[HOW TO COMPLETE THIS TASK]: Only lines containing the string "keyed" belong in the answer; copy all of them from the entries.

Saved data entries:

== Segment start ==

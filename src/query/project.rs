//! SELECT projection
//!
//! Turns the selected (and optionally grouped) rows into an output fragment.
//! Each output column is one of:
//! - a literal, replicated for every output row
//! - a positional argument `?N`, replicated likewise
//! - a field reference, copied from the input bytes
//! - an expression, evaluated per row
//!
//! Under GROUP BY, aggregates and columns identical to the grouping
//! expression yield one row per group. Any other field reference or scalar
//! expression emits once per member. Every column has to yield the same
//! number of rows, so such a column is rejected unless each group holds a
//! single row.

use bytes::Bytes;
use std::collections::HashSet;
use tracing::debug;

use crate::error::{Error, Result};
use crate::expr::{parse_expression, Emission, GroupEvaluator, Node, Value};
use crate::fragment::{encode_value, Field, FieldType, Fragment, Record, Schema};
use crate::query::binding::{arg_value, placeholder_position, resolve_field, RowBinder};
use crate::query::group::Group;
use crate::query::source::{QueryContext, Selection, Source};

/// Classified output column
#[derive(Debug, Clone)]
pub enum Column {
    Literal(Value),
    Arg(Value),
    Field { source: usize, field: usize },
    Expr(Node),
}

impl Column {
    /// Classify one `field` entry
    pub fn classify(text: &str, sources: &[Source], ctx: &QueryContext<'_>) -> Result<Self> {
        Self::from_node(parse_expression(text)?, sources, ctx)
    }

    /// Classify a parsed `field` entry
    pub fn from_node(node: Node, sources: &[Source], ctx: &QueryContext<'_>) -> Result<Self> {
        match node {
            Node::Literal(v) => Ok(Column::Literal(v)),
            Node::Variable(name) => match placeholder_position(&name) {
                Some(position) => arg_value(ctx.args, position).map(Column::Arg),
                None => {
                    let (source, field) = resolve_field(&name, sources)?;
                    Ok(Column::Field { source, field })
                }
            },
            node => Ok(Column::Expr(node)),
        }
    }
}

/// Output field type for a value
pub fn field_type_of(value: &Value) -> FieldType {
    match value {
        Value::Long(_) => FieldType::Long,
        Value::Double(_) => FieldType::Real,
        Value::Str(_) => FieldType::String,
        Value::Binary(_) => FieldType::Blob,
    }
}

/// Projection request
#[derive(Debug, Clone, Default)]
pub struct Projection<'a> {
    /// Output fragment name
    pub name: &'a str,
    /// `field` entries
    pub fields: &'a [String],
    /// `field_alias` entries, empty or one per field
    pub aliases: &'a [String],
    /// Renumber identifier columns from this base
    pub sequential_id: Option<i64>,
    /// The GROUP BY expression, when grouped
    pub group_by: Option<&'a Node>,
}

/// One finished output column
struct ColumnData {
    field: Field,
    cells: Vec<Bytes>,
}

/// Project the selection into a new fragment
pub fn project(
    projection: &Projection<'_>,
    sources: &[Source],
    selection: &Selection,
    groups: Option<&[Group]>,
    ctx: &QueryContext<'_>,
) -> Result<Fragment> {
    if projection.fields.is_empty() {
        return Err(Error::NullParam("field".to_string()));
    }
    if !projection.aliases.is_empty() && projection.aliases.len() != projection.fields.len() {
        return Err(Error::exec(format!(
            "{} field aliases given for {} fields",
            projection.aliases.len(),
            projection.fields.len()
        )));
    }

    let expected = groups.map_or(selection.len(), |g| g.len());
    let mut seen = HashSet::new();
    let mut identifier_taken = false;
    let mut columns = Vec::with_capacity(projection.fields.len());

    for (i, text) in projection.fields.iter().enumerate() {
        let node = parse_expression(text)?;
        // Constant within a group, so one row per group
        let keyed = projection.group_by == Some(&node);
        let column = Column::from_node(node, sources, ctx)?;
        let mut data = match &column {
            Column::Literal(v) | Column::Arg(v) => {
                let ty = field_type_of(v);
                let cell = encode_value(v, ty)?;
                ColumnData {
                    field: Field::new(text.trim(), ty, i),
                    cells: vec![cell; expected],
                }
            }
            Column::Field { source, field } => field_column(
                *source,
                *field,
                sources,
                selection,
                groups,
                keyed,
                projection.sequential_id,
            )?,
            Column::Expr(node) => {
                expr_column(text.trim(), node, sources, selection, groups, keyed, ctx)?
            }
        };

        if data.cells.len() != expected {
            return Err(Error::exec(format!(
                "column '{}' produced {} rows, expected {}",
                text,
                data.cells.len(),
                expected
            )));
        }

        if let Some(alias) = projection.aliases.get(i) {
            data.field.name = alias.clone();
        }
        if !seen.insert(data.field.name.clone()) {
            return Err(Error::exec(format!("duplicate output field '{}'", data.field.name)));
        }
        if data.field.identifier {
            data.field.identifier = !identifier_taken;
            identifier_taken = true;
        }
        columns.push(data);
    }

    let schema = Schema::from_fields(columns.iter().map(|c| c.field.clone()).collect());
    let mut out = Fragment::new(projection.name, schema);
    out.reserve_exact(expected);
    for row in 0..expected {
        out.push_record(Record::new(
            columns.iter().map(|c| c.cells[row].clone()).collect(),
        ))?;
    }

    debug!(
        name = projection.name,
        columns = columns.len(),
        rows = expected,
        grouped = groups.is_some(),
        "projection built"
    );
    Ok(out)
}

fn field_column(
    source: usize,
    field: usize,
    sources: &[Source],
    selection: &Selection,
    groups: Option<&[Group]>,
    keyed: bool,
    sequential_id: Option<i64>,
) -> Result<ColumnData> {
    let frag = &sources[source].fragment;
    let def = &frag.schema().fields()[field];
    let is_id = frag.schema().id_field_index() == Some(field);

    let order: Vec<usize> = match groups {
        Some(groups) if keyed => groups.iter().filter_map(|g| g.members.last().copied()).collect(),
        Some(groups) => groups.iter().flat_map(|g| g.members.iter().copied()).collect(),
        None => (0..selection.len()).collect(),
    };

    let mut cells = Vec::with_capacity(order.len());
    for (out_row, k) in order.into_iter().enumerate() {
        let cell = match sequential_id {
            Some(base) if is_id => {
                let id = i64::try_from(out_row)
                    .ok()
                    .and_then(|row| base.checked_add(row))
                    .ok_or_else(|| Error::exec("sequential_id overflows the identifier range"))?;
                encode_value(&Value::Long(id), FieldType::Long)?
            }
            _ => frag.records()[selection.row(source, k)]
                .field(field)
                .cloned()
                .ok_or_else(|| Error::exec(format!("record has no field {}", field)))?,
        };
        cells.push(cell);
    }

    Ok(ColumnData {
        field: Field::new(def.name.clone(), def.field_type, 0).identifier(is_id),
        cells,
    })
}

fn expr_column(
    name: &str,
    node: &Node,
    sources: &[Source],
    selection: &Selection,
    groups: Option<&[Group]>,
    keyed: bool,
    ctx: &QueryContext<'_>,
) -> Result<ColumnData> {
    let binder = RowBinder::bind(node, sources, ctx.args)?;
    let mut eval = GroupEvaluator::new(node, ctx.registry);
    let mut values = Vec::new();

    match groups {
        Some(groups) => {
            for group in groups {
                eval.notify_group_boundary();
                let n = group.members.len();
                for (i, &k) in group.members.iter().enumerate() {
                    let last = i + 1 == n;
                    if !last && keyed && !eval.is_aggregating() {
                        continue;
                    }
                    eval.set_last_row(last);
                    let table = binder.table(ctx, sources, selection, k)?;
                    if let Emission::Emit(v) = eval.evaluate_row(&table)? {
                        values.push(v);
                    }
                }
            }
        }
        None => {
            for k in 0..selection.len() {
                eval.notify_group_boundary();
                eval.set_last_row(true);
                let table = binder.table(ctx, sources, selection, k)?;
                if let Emission::Emit(v) = eval.evaluate_row(&table)? {
                    values.push(v);
                }
            }
        }
    }

    let ty = values.first().map_or(FieldType::Real, field_type_of);
    let cells = values
        .iter()
        .map(|v| encode_value(v, ty))
        .collect::<Result<Vec<_>>>()?;

    Ok(ColumnData {
        field: Field::new(name, ty, 0),
        cells,
    })
}

#[cfg(test)]
mod tests {
    use super::*;
    use crate::expr::FunctionRegistry;
    use crate::query::args::BinaryArg;
    use crate::query::group::group_rows;
    use std::sync::Arc;

    fn sources() -> Vec<Source> {
        let schema = Schema::from_pairs([("id", FieldType::Long), ("v", FieldType::Real)]);
        let mut f = Fragment::new("f", schema);
        for (id, v) in [(1, 10.0), (2, 20.0), (3, 30.0), (4, 40.0)] {
            f.push_values(&[Value::Long(id), Value::Double(v)]).unwrap();
        }
        vec![Source::new(Arc::new(f))]
    }

    fn strings(items: &[&str]) -> Vec<String> {
        items.iter().map(|s| s.to_string()).collect()
    }

    #[test]
    fn test_column_kinds() {
        let registry = FunctionRegistry::builtin();
        let args = [BinaryArg::Varchar("tag".into())];
        let ctx = QueryContext::new(&registry, &args);
        let sources = sources();
        let fields = strings(&["id", "7", "?1", "v * 2"]);
        let aliases = strings(&["id", "seven", "label", "twice"]);
        let projection = Projection {
            name: "out",
            fields: &fields,
            aliases: &aliases,
            sequential_id: None,
            group_by: None,
        };

        let out = project(&projection, &sources, &Selection::full(4), None, &ctx).unwrap();
        assert_eq!(out.row_count(), 4);
        assert_eq!(
            out.schema().field_types(),
            vec![FieldType::Long, FieldType::Long, FieldType::String, FieldType::Real]
        );
        assert_eq!(out.schema().id_field_index(), Some(0));
        assert_eq!(out.value(3, 3).unwrap(), Value::Double(80.0));
        assert_eq!(out.value(0, 2).unwrap(), Value::Str("tag".into()));
    }

    #[test]
    fn test_sequential_id() {
        let registry = FunctionRegistry::builtin();
        let ctx = QueryContext::new(&registry, &[]);
        let sources = sources();
        let fields = strings(&["id", "v"]);
        let projection = Projection {
            name: "out",
            fields: &fields,
            aliases: &[],
            sequential_id: Some(100),
            group_by: None,
        };
        let sel = Selection::new(vec![0], vec![1, 3]);
        let out = project(&projection, &sources, &sel, None, &ctx).unwrap();
        assert_eq!(out.ids().unwrap(), vec![100, 101]);
        assert_eq!(out.value(1, 1).unwrap(), Value::Double(40.0));
    }

    #[test]
    fn test_grouped_aggregate() {
        let registry = FunctionRegistry::builtin();
        let ctx = QueryContext::new(&registry, &[]);
        let sources = sources();
        let sel = Selection::full(4);
        let key = parse_expression("oph_id(id, 2)").unwrap();
        let groups = group_rows(&key, &sources, &sel, &ctx).unwrap();

        let fields = strings(&["oph_id(id, 2)", "oph_sum(v)"]);
        let aliases = strings(&["block", "total"]);
        let projection = Projection {
            name: "out",
            fields: &fields,
            aliases: &aliases,
            sequential_id: None,
            group_by: Some(&key),
        };
        let out = project(&projection, &sources, &sel, Some(&groups), &ctx).unwrap();
        assert_eq!(out.row_count(), 2);
        assert_eq!(out.value(0, 1).unwrap(), Value::Double(30.0));
        assert_eq!(out.value(1, 1).unwrap(), Value::Double(70.0));

        assert_eq!(out.value(1, 0).unwrap(), Value::Long(2));

        // Per-member columns cannot line up with the groups
        for field in ["v", "v * 2", "oph_id(id, 4)"] {
            let fields = strings(&["oph_count(v)", field]);
            let projection = Projection {
                name: "out",
                fields: &fields,
                group_by: Some(&key),
                ..Default::default()
            };
            let err = project(&projection, &sources, &sel, Some(&groups), &ctx).unwrap_err();
            assert!(matches!(err, Error::ExecutionError(_)), "{}: {}", field, err);
        }
    }

    #[test]
    fn test_grouped_per_member_columns_on_single_row_groups() {
        let registry = FunctionRegistry::builtin();
        let ctx = QueryContext::new(&registry, &[]);
        let sources = sources();
        let sel = Selection::new(vec![0], vec![2, 0, 3]);
        let key = parse_expression("id").unwrap();
        let groups = group_rows(&key, &sources, &sel, &ctx).unwrap();

        let fields = strings(&["id", "v", "oph_sum(v)"]);
        let projection = Projection {
            name: "out",
            fields: &fields,
            group_by: Some(&key),
            ..Default::default()
        };
        let out = project(&projection, &sources, &sel, Some(&groups), &ctx).unwrap();
        assert_eq!(out.ids().unwrap(), vec![3, 1, 4]);
        assert_eq!(out.value(0, 1).unwrap(), Value::Double(30.0));
        assert_eq!(out.value(2, 2).unwrap(), Value::Double(40.0));
    }

    #[test]
    fn test_empty_selection_defaults_to_real() {
        let registry = FunctionRegistry::builtin();
        let ctx = QueryContext::new(&registry, &[]);
        let fields = strings(&["v + 1"]);
        let projection = Projection {
            name: "out",
            fields: &fields,
            aliases: &[],
            sequential_id: None,
            group_by: None,
        };
        let out = project(&projection, &sources(), &Selection::new(vec![0], vec![]), None, &ctx)
            .unwrap();
        assert_eq!(out.row_count(), 0);
        assert_eq!(out.schema().field_types(), vec![FieldType::Real]);
    }

    #[test]
    fn test_rejects_duplicates_and_bad_aliases() {
        let registry = FunctionRegistry::builtin();
        let ctx = QueryContext::new(&registry, &[]);
        let fields = strings(&["id", "id"]);
        let projection = Projection {
            name: "out",
            fields: &fields,
            aliases: &[],
            sequential_id: None,
            group_by: None,
        };
        assert!(project(&projection, &sources(), &Selection::full(4), None, &ctx).is_err());

        let fields = strings(&["id"]);
        let aliases = strings(&["a", "b"]);
        let projection = Projection {
            name: "out",
            fields: &fields,
            aliases: &aliases,
            sequential_id: None,
            group_by: None,
        };
        assert!(project(&projection, &sources(), &Selection::full(4), None, &ctx).is_err());
    }
}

== Segment end ==

[ANSWER]:
        let keyed = projection.group_by == Some(&node);
                keyed,
                expr_column(text.trim(), node, sources, selection, groups, keyed, ctx)?
    keyed: bool,
        Some(groups) if keyed => groups.iter().filter_map(|g| g.members.last().copied()).collect(),
    keyed: bool,
                    if !last && keyed && !eval.is_aggregating() {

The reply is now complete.